Acabó el Carnaval, ayer comenzó la Cuaresma, y la Semana Santa llegará como la catarata de ferias, el Corpus, y el Rocío. De este último, y quizás de los anteriores, se seguirán escuchando voces denunciantes del anacronismo del salto de la verja, incluso habremos de leer concienzudas relaciones entre la deriva en el voto de algunas comunidades con la permanencia de estos ritos. Valdría la pena rescatar a De Martino cuando teoriza que relacionar el progreso con la ausencia de creencias, como una correspondencia de peso y precio, es bastante discutible: «Las naciones modernas que componen Occidente son modernas en la medida en la que junto a las técnicas científicas, el conocimiento de los orígenes y el destino de los valores culturales, hacen todavía valer la esfera de las técnicas mítico-rituales, la potencia mágica de la palabra y del gesto.»

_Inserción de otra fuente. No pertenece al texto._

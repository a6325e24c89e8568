//! Tuning config of ingestion and compaction tasks.

use super::value::{coerce_bool, coerce_int, coerce_raw, coerce_string};

context_struct! {
    /// Performance knobs of an ingestion task.
    ///
    /// `partitionsSpec` and `indexSpec` are nested documents and are passed
    /// through as raw JSON after a shape check.
    pub struct TuningConfig {
        kind, set_kind: String = coerce_string => "type";
        max_rows_in_memory, set_max_rows_in_memory: i64 = coerce_int => "maxRowsInMemory";
        max_bytes_in_memory, set_max_bytes_in_memory: i64 = coerce_int => "maxBytesInMemory";
        max_total_rows, set_max_total_rows: i64 = coerce_int => "maxTotalRows";
        max_rows_per_segment, set_max_rows_per_segment: i64 = coerce_int => "maxRowsPerSegment";
        num_shards, set_num_shards: i64 = coerce_int => "numShards";
        split_hint_spec, set_split_hint_spec: serde_json::Value = coerce_raw => "splitHintSpec";
        partitions_spec, set_partitions_spec: serde_json::Value = coerce_raw => "partitionsSpec";
        index_spec, set_index_spec: serde_json::Value = coerce_raw => "indexSpec";
        index_spec_for_intermediate_persists, set_index_spec_for_intermediate_persists: serde_json::Value = coerce_raw => "indexSpecForIntermediatePersists";
        max_pending_persists, set_max_pending_persists: i64 = coerce_int => "maxPendingPersists";
        force_guaranteed_rollup, set_force_guaranteed_rollup: bool = coerce_bool => "forceGuaranteedRollup";
        report_parse_exceptions, set_report_parse_exceptions: bool = coerce_bool => "reportParseExceptions";
        push_timeout, set_push_timeout: i64 = coerce_int => "pushTimeout";
        max_num_concurrent_sub_tasks, set_max_num_concurrent_sub_tasks: i64 = coerce_int => "maxNumConcurrentSubTasks";
        max_retry, set_max_retry: i64 = coerce_int => "maxRetry";
        max_num_segments_to_merge, set_max_num_segments_to_merge: i64 = coerce_int => "maxNumSegmentsToMerge";
        total_num_merge_tasks, set_total_num_merge_tasks: i64 = coerce_int => "totalNumMergeTasks";
        task_status_check_period_ms, set_task_status_check_period_ms: i64 = coerce_int => "taskStatusCheckPeriodMs";
        chat_handler_timeout, set_chat_handler_timeout: String = coerce_string => "chatHandlerTimeout";
        chat_handler_num_retries, set_chat_handler_num_retries: i64 = coerce_int => "chatHandlerNumRetries";
        log_parse_exceptions, set_log_parse_exceptions: bool = coerce_bool => "logParseExceptions";
        max_parse_exceptions, set_max_parse_exceptions: i64 = coerce_int => "maxParseExceptions";
        max_saved_parse_exceptions, set_max_saved_parse_exceptions: i64 = coerce_int => "maxSavedParseExceptions";
    }
}

impl TuningConfig {
    /// Tuning config whose `type` matches the task it is attached to.
    pub fn for_task(kind: &str) -> Self {
        Self::new().set_kind(kind)
    }
}
//! Fluent assembly of query documents.

use serde_json::{Map, Value};

use super::types::{
    GroupByQuery, Query, ScanQuery, SearchQuery, SearchSort, SegmentMetadataQuery, TimeBoundary,
    TimeBoundaryQuery, TimeseriesQuery, TopNMetric, TopNQuery,
};
use crate::collection::{
    AggregationCollection, DimensionCollection, IntervalCollection, OrderByCollection,
    PostAggregationCollection, VirtualColumnCollection,
};
use crate::context::{
    GroupByQueryContext, QueryContext, ScanQueryContext, SearchQueryContext, TimeSeriesQueryContext,
    TopNQueryContext,
};
use crate::error::{DruidError, DruidResult};
use crate::spec::{
    Aggregator, DataSource, Dimension, DimensionSpec, Filter, HavingFilter, Limit, OrderBy,
    PostAggregator, SearchQuerySpec, VirtualColumn,
};
use crate::types::{
    BoundOperator, DataType, Granularity, Interval, OrderByDirection, ScanOrder, ScanResultFormat,
    SortingOrder,
};

/// Collects the parts of a query and turns them into a typed document.
///
/// Repeated `filter`/`where_*` calls are combined with AND and the `or_*`
/// variants with OR; `having` works the same way. The same builder can
/// produce several query types.
#[derive(Debug, Clone)]
#[must_use = "builders have no effect until built"]
pub struct QueryBuilder {
    data_source: DataSource,
    granularity: Granularity,
    intervals: IntervalCollection,
    dimensions: DimensionCollection,
    aggregations: AggregationCollection,
    post_aggregations: PostAggregationCollection,
    virtual_columns: VirtualColumnCollection,
    filter: Option<Filter>,
    having: Option<HavingFilter>,
    order_by: Vec<(String, OrderByDirection)>,
    limit: Option<u64>,
    offset: Option<u64>,
    subtotals: Option<Vec<Vec<String>>>,
    descending: bool,
    context: Map<String, Value>,
}
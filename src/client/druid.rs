//! Client for the broker, coordinator and overlord HTTP APIs.

use std::sync::Arc;
use std::time::{Duration, Instant};

use serde_json::Value;
use tracing::{debug, info, warn};

use super::response::{QueryResponse, TaskState, TaskStatus};
use super::transport::{HttpRequest, HttpResponse, ReqwestTransport, Transport};
use crate::config::Settings;
use crate::error::{DruidError, DruidResult};
use crate::query::{Query, QueryBuilder};
use crate::spec::{DataSource, LookupDefinition, ToJson};
use crate::task::Task;
use crate::types::Granularity;

/// Async client for a Druid cluster.
///
/// Requests failing with a connection error or a 5xx status are retried
/// `retries` times, `retry_delay_ms` apart. Any other failure is returned
/// immediately as `DruidError::QueryResponse`, carrying the request document.
///
/// # Example
///
/// ```ignore
/// use druid_query::prelude::*;
///
/// let client = DruidClient::new(Settings::load()?)?;
/// let query = client
///     .query_builder("wikipedia", Granularity::Hour)
///     .interval_str("2015-09-12/2015-09-13")?
///     .long_sum("added", "added")
///     .build()?;
/// let response = client.execute_query(query).await?;
/// ```
#[derive(Clone)]
pub struct DruidClient {
    settings: Settings,
    transport: Arc<dyn Transport>,
}

impl DruidClient {
    /// Create a client using the `reqwest` transport.
    pub fn new(settings: Settings) -> DruidResult<Self> {
        let transport = ReqwestTransport::new(&settings)?;
        Ok(Self::with_transport(settings, transport))
    }

    pub fn with_transport(settings: Settings, transport: impl Transport + 'static) -> Self {
        Self {
            settings,
            transport: Arc::new(transport),
        }
    }

    pub fn settings(&self) -> &Settings {
        &self.settings
    }

    /// Start building a query against `data_source`.
    pub fn query_builder(&self, data_source: impl Into<DataSource>, granularity: Granularity) -> QueryBuilder {
        QueryBuilder::new(data_source, granularity)
    }

    // -------------------------------------------------------------------------
    // Broker
    // -------------------------------------------------------------------------

    pub async fn execute_query(&self, query: impl Into<Query>) -> DruidResult<QueryResponse> {
        let query = query.into();
        let body = self.execute_raw_query(query.to_json()?).await?;
        Ok(QueryResponse::new(query.query_type(), body))
    }

    /// Post an already serialized query document.
    pub async fn execute_raw_query(&self, query: Value) -> DruidResult<Value> {
        let url = format!("{}/druid/v2", trim_slash(&self.settings.broker_url));
        self.send(HttpRequest::post(url, query)).await
    }

    /// Cancel a running query by the `queryId` set in its context.
    pub async fn cancel_query(&self, query_id: &str) -> DruidResult<()> {
        let url = format!("{}/druid/v2/{}", trim_slash(&self.settings.broker_url), query_id);
        self.send(HttpRequest::delete(url)).await?;
        Ok(())
    }

    // -------------------------------------------------------------------------
    // Overlord
    // -------------------------------------------------------------------------

    /// Submit a task and return its id.
    pub async fn submit_task(&self, task: impl Into<Task>) -> DruidResult<String> {
        let task = task.into();
        let document = task.to_json()?;
        let url = format!("{}/druid/indexer/v1/task", trim_slash(&self.settings.overlord_url));
        let body = self.send(HttpRequest::post(url, document.clone())).await?;
        let task_id = body
            .get("task")
            .and_then(Value::as_str)
            .ok_or_else(|| DruidError::query_response("overlord response has no task id", None, document))?;
        info!(task_id, task_type = task.task_type(), "submitted task");
        Ok(task_id.to_string())
    }

    pub async fn task_status(&self, task_id: &str) -> DruidResult<TaskStatus> {
        let url = format!(
            "{}/druid/indexer/v1/task/{}/status",
            trim_slash(&self.settings.overlord_url),
            task_id
        );
        let mut body = self.send(HttpRequest::get(url)).await?;
        match body.get_mut("status").map(Value::take) {
            Some(status @ Value::Object(_)) => Ok(serde_json::from_value(status)?),
            _ => Err(DruidError::query_response(
                format!("no status reported for task {}", task_id),
                None,
                body,
            )),
        }
    }

    /// Wait until a task leaves the running states.
    ///
    /// Checks every `polling_sleep_secs`. A failed task is returned as
    /// `DruidError::TaskFailed`; exceeding `max_wait` as `DruidError::Timeout`.
    pub async fn poll_task(&self, task_id: &str, max_wait: Option<Duration>) -> DruidResult<TaskStatus> {
        let started = Instant::now();
        loop {
            let status = self.task_status(task_id).await?;
            match status.status {
                TaskState::Success => {
                    info!(task_id, "task succeeded");
                    return Ok(status);
                }
                TaskState::Failed => {
                    return Err(DruidError::TaskFailed {
                        task_id: task_id.to_string(),
                        status: status.error_msg.unwrap_or_else(|| "FAILED".to_string()),
                    })
                }
                state => debug!(task_id, ?state, "task still running"),
            }

            if let Some(max_wait) = max_wait {
                if started.elapsed() >= max_wait {
                    return Err(DruidError::Timeout(max_wait.as_secs()));
                }
            }
            tokio::time::sleep(self.settings.polling_sleep()).await;
        }
    }

    // -------------------------------------------------------------------------
    // Coordinator
    // -------------------------------------------------------------------------

    pub async fn data_sources(&self) -> DruidResult<Vec<String>> {
        let url = format!(
            "{}/druid/coordinator/v1/datasources",
            trim_slash(&self.settings.coordinator_url)
        );
        let body = self.send(HttpRequest::get(url)).await?;
        Ok(serde_json::from_value(body)?)
    }

    /// Create or replace a lookup in the given tier.
    pub async fn create_lookup(&self, tier: &str, name: &str, definition: &LookupDefinition) -> DruidResult<()> {
        let url = format!(
            "{}/druid/coordinator/v1/lookups/config/{}/{}",
            trim_slash(&self.settings.coordinator_url),
            tier,
            name
        );
        self.send(HttpRequest::post(url, definition.to_json()?)).await?;
        Ok(())
    }

    // -------------------------------------------------------------------------
    // Dispatch
    // -------------------------------------------------------------------------

    async fn send(&self, request: HttpRequest) -> DruidResult<Value> {
        let mut attempt: u32 = 0;
        loop {
            attempt += 1;
            debug!(method = request.method.as_str(), url = %request.url, attempt, "sending request");

            let error = match self.transport.send(&request).await {
                Ok(response) if response.is_success() => return parse_body(&response, &request),
                Ok(response) => error_from_response(&response, &request),
                Err(error) => error,
            };

            if error.is_retriable() && attempt <= self.settings.retries {
                warn!(url = %request.url, attempt, %error, "request failed, retrying");
                tokio::time::sleep(self.settings.retry_delay()).await;
                continue;
            }
            return Err(error);
        }
    }
}

fn trim_slash(url: &str) -> &str {
    url.trim_end_matches('/')
}

/// Read a 2xx body as JSON; a body that is not JSON fails with the request attached.
fn parse_body(response: &HttpResponse, request: &HttpRequest) -> DruidResult<Value> {
    if response.body.trim().is_empty() {
        return Ok(Value::Null);
    }
    serde_json::from_str(&response.body).map_err(|e| {
        DruidError::query_response(
            format!("invalid JSON in response body: {}", e),
            Some(response.status),
            request.body.clone().unwrap_or(Value::Null),
        )
    })
}

/// Build a `QueryResponse` error from a non-2xx answer, preferring the
/// engine's `errorMessage`, then `error`, then the raw body.
fn error_from_response(response: &HttpResponse, request: &HttpRequest) -> DruidError {
    let parsed: Option<Value> = serde_json::from_str(&response.body).ok();
    let message = parsed
        .as_ref()
        .and_then(|body| {
            body.get("errorMessage")
                .and_then(Value::as_str)
                .or_else(|| body.get("error").and_then(Value::as_str))
        })
        .map(str::to_string)
        .unwrap_or_else(|| {
            let text = response.body.trim();
            if text.is_empty() {
                format!("HTTP {}", response.status)
            } else {
                text.to_string()
            }
        });
    DruidError::query_response(
        message,
        Some(response.status),
        request.body.clone().unwrap_or(Value::Null),
    )
}
use dirs::data_dir;
use once_cell::sync::Lazy;
use std::path::{Path, PathBuf};

static DEFAULT_DATA_ROOT: Lazy<PathBuf> = Lazy::new(|| {
    let base = data_dir()
        .unwrap_or_else(|| std::env::current_dir().unwrap_or_else(|_| PathBuf::from(".")));
    base.join("qrush")
});

pub fn default_data_root() -> PathBuf {
    DEFAULT_DATA_ROOT.clone()
}

pub fn database_path(root: &Path) -> PathBuf {
    root.join("qrush-local.sqlite")
}

pub fn ensure_parent(path: &Path) {
    if let Some(parent) = path.parent() {
        if let Err(err) = std::fs::create_dir_all(parent) {
            tracing::warn!(?parent, %err, "failed to create parent directory");
        }
    }
}

#[cfg(test)]
mod tests {
    use super::*;

    #[test]
    fn database_lives_under_root() {
        let root = PathBuf::from("/tmp/qrush-test");
        assert_eq!(
            database_path(&root),
            PathBuf::from("/tmp/qrush-test/qrush-local.sqlite")
        );
    }
}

La diana está puesta en las imágenes devocionales y el gesto de los almonteños, pero si la crítica estuviera mejor formulada habría de indagar en las relaciones con esas «notas de campo» y aquellos «laboratorios de magia» de los que hablaba el antropólogo. No sólo al cielo miran las plegarias, sino a la tierra. En Andalucía, tal vez como ocurre en el sur de Italia (basta acordarse de la Mamma Roma de Pasolini o la institucionalidad de la nonna), se le llama «madre» a la tierra, a una virgen, y una madre de verdad, porque la ligazón a esos trozos de corteza terrestre que vienen dando naranjas, algodón, aceite y arroz desde hace siglos es tan larga como la sombra del ciprés de Delibes. En la Vega del Guadalquivir, con un suelo preñado de ánforas de aceite y hornos romanos, se le llama «Madre vieja» al brazo seco del río, a ese vacío dejado por los desvíos naturales del agua o las obras forzadas del hombre. Como una tumba al cielo abierto, se le honra y cuida como a un familiar, se le desbroza, y se le baña para luego regar los campos.
Como la religión, la tierra es un instrumento de refugio y protección, da cobijo y promete un futuro positivo. Tanto en los finales prescritos por el catolicismo como en los ciclos anuales –el periodo de lluvias acabará llegando, la primavera hará florecer de nuevo esas hierbas mustias, y las buenas cosechas regresarán–, el sentido de las acciones del hombre se dirige hacia un final feliz. La existencia tiene un sentido negativo y el individuo no naufraga en la negatividad porque sabe que hay un orden superior, en forma de diosa o de tierra, que la anula y la resuelve.
Cuatro décadas antes, reflexionando sobre la Semana Santa, Antonio Núñez de Herrera afirmaba que «los ritos y ceremonias tienen una misión fundamental: meter a la gente en capilla, sugerir a los humanos el tema edificante de la defunción aplazada». Los gestos repetidos por los pueblos para salvarse serían entonces una herramienta científica con una metodología sencilla: siguiendo las reglas los participantes se aseguran una recompensa, la «defunción aplazada». Esos bailes, esos cantes hondos de lamento, incluso esos asaltos a la verja permanecen como los rasgos familiares de la cara o el lenguaje sonoro del andaluz no por fanatismo, ni por genética, ni por costumbre, sino por el peso de una ciencia propia que intenta escapar de la insoportable idea de la desaparición, que amenaza con devolver a la tierra lo que un día brotó de ella.